## Instructions to follow
Search the entries for the word "reserved" and pull out each line that has it.

*** Records for this exercise ***

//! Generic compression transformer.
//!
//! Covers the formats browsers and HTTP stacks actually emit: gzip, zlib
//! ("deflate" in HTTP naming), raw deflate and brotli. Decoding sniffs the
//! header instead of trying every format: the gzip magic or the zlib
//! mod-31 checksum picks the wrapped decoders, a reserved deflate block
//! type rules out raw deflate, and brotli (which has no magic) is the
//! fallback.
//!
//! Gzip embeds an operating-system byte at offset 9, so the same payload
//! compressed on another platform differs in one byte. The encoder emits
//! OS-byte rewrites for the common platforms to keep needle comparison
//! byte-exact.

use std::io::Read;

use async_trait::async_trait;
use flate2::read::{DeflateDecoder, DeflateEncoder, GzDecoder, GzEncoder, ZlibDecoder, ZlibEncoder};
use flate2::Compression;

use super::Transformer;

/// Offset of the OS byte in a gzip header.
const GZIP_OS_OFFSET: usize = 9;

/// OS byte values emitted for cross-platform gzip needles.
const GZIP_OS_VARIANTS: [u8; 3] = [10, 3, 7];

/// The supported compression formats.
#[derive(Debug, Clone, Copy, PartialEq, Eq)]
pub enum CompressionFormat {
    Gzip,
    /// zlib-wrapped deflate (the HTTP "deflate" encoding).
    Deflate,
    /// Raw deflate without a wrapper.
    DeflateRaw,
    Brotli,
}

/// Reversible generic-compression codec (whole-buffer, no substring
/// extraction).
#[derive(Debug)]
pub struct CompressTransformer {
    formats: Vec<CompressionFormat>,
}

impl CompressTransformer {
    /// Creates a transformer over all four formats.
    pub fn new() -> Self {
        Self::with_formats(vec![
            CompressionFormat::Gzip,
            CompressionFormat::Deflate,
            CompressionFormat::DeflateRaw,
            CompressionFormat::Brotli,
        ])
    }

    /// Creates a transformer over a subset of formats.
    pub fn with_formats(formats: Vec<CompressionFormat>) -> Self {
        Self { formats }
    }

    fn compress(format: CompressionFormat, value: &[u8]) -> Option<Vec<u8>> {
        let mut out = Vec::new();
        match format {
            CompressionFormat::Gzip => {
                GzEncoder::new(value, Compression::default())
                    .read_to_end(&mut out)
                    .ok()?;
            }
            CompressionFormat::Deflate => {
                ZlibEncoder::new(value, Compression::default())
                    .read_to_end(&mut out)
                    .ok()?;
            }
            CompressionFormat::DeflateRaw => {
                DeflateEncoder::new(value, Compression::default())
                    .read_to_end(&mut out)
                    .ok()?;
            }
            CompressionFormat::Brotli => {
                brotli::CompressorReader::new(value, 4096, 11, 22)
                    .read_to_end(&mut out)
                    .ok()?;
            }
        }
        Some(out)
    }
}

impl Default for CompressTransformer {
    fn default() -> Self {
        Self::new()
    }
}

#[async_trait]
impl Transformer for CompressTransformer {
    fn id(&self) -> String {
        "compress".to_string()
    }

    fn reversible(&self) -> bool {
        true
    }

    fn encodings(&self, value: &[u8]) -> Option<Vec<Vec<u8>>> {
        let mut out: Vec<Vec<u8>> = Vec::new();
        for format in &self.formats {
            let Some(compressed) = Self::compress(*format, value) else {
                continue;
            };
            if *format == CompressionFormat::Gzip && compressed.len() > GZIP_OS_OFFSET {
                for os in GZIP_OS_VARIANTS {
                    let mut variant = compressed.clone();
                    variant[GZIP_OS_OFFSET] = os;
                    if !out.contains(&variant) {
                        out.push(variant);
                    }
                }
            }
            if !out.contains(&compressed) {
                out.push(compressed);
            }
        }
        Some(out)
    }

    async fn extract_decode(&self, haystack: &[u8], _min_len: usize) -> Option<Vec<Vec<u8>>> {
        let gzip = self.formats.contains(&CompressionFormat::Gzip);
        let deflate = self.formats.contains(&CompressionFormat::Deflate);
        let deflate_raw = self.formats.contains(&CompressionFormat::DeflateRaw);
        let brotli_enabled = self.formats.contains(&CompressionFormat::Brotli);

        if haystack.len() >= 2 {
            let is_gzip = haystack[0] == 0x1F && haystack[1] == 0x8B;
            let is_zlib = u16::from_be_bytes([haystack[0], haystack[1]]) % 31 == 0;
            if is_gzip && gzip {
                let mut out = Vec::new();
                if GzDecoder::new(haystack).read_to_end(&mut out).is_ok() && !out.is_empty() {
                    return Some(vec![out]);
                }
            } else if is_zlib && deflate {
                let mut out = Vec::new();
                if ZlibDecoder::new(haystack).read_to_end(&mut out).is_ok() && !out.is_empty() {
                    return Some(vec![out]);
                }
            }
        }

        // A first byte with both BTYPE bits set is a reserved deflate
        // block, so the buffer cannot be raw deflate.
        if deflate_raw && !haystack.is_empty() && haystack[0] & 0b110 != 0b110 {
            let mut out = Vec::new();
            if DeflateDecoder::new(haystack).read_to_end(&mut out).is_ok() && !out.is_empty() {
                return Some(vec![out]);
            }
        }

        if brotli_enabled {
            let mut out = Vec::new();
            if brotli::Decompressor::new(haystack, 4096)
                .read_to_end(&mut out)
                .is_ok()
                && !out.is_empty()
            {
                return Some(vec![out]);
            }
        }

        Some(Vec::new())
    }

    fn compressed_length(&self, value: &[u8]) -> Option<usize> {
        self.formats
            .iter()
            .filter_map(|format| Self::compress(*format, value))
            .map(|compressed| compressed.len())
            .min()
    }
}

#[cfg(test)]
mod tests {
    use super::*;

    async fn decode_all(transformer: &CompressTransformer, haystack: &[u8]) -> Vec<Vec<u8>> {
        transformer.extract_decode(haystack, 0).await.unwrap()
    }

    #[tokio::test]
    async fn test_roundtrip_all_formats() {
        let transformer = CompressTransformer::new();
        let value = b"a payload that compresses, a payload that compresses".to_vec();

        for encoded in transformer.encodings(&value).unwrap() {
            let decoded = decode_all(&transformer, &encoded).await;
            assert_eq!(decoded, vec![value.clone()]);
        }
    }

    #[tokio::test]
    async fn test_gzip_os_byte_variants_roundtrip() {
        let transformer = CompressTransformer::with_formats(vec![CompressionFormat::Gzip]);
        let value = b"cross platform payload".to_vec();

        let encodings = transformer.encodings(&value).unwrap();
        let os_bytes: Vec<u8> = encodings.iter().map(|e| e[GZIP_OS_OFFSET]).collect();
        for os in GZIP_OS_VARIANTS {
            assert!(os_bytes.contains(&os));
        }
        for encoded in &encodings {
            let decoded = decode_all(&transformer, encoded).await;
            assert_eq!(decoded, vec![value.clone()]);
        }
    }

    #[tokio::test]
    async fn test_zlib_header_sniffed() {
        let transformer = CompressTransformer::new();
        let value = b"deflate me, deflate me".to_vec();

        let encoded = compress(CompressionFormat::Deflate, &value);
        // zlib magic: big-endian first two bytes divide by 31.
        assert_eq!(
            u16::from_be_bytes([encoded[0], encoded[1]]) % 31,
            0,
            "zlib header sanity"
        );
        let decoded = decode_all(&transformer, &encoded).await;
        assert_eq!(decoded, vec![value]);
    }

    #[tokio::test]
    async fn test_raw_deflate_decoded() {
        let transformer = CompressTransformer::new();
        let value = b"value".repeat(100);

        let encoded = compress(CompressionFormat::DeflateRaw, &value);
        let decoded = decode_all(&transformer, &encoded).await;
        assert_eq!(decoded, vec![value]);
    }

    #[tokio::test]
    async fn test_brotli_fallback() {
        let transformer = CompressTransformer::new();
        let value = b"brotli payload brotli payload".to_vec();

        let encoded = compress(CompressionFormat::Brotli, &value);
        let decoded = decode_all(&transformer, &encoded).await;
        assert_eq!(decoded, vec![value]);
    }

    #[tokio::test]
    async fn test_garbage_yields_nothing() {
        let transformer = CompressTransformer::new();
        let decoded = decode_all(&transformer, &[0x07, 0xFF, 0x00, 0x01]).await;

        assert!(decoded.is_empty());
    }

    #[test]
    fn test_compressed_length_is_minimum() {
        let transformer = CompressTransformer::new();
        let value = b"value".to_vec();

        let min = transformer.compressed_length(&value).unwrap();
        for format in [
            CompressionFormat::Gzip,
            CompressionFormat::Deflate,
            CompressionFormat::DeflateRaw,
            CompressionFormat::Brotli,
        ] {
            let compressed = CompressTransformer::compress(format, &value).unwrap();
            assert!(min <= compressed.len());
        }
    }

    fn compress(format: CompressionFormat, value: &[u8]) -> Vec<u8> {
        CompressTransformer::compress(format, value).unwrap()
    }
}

*** End of Records for this exercise ***

## Task response
//! mod-31 checksum picks the wrapped decoders, a reserved deflate block
        // A first byte with both BTYPE bits set is a reserved deflate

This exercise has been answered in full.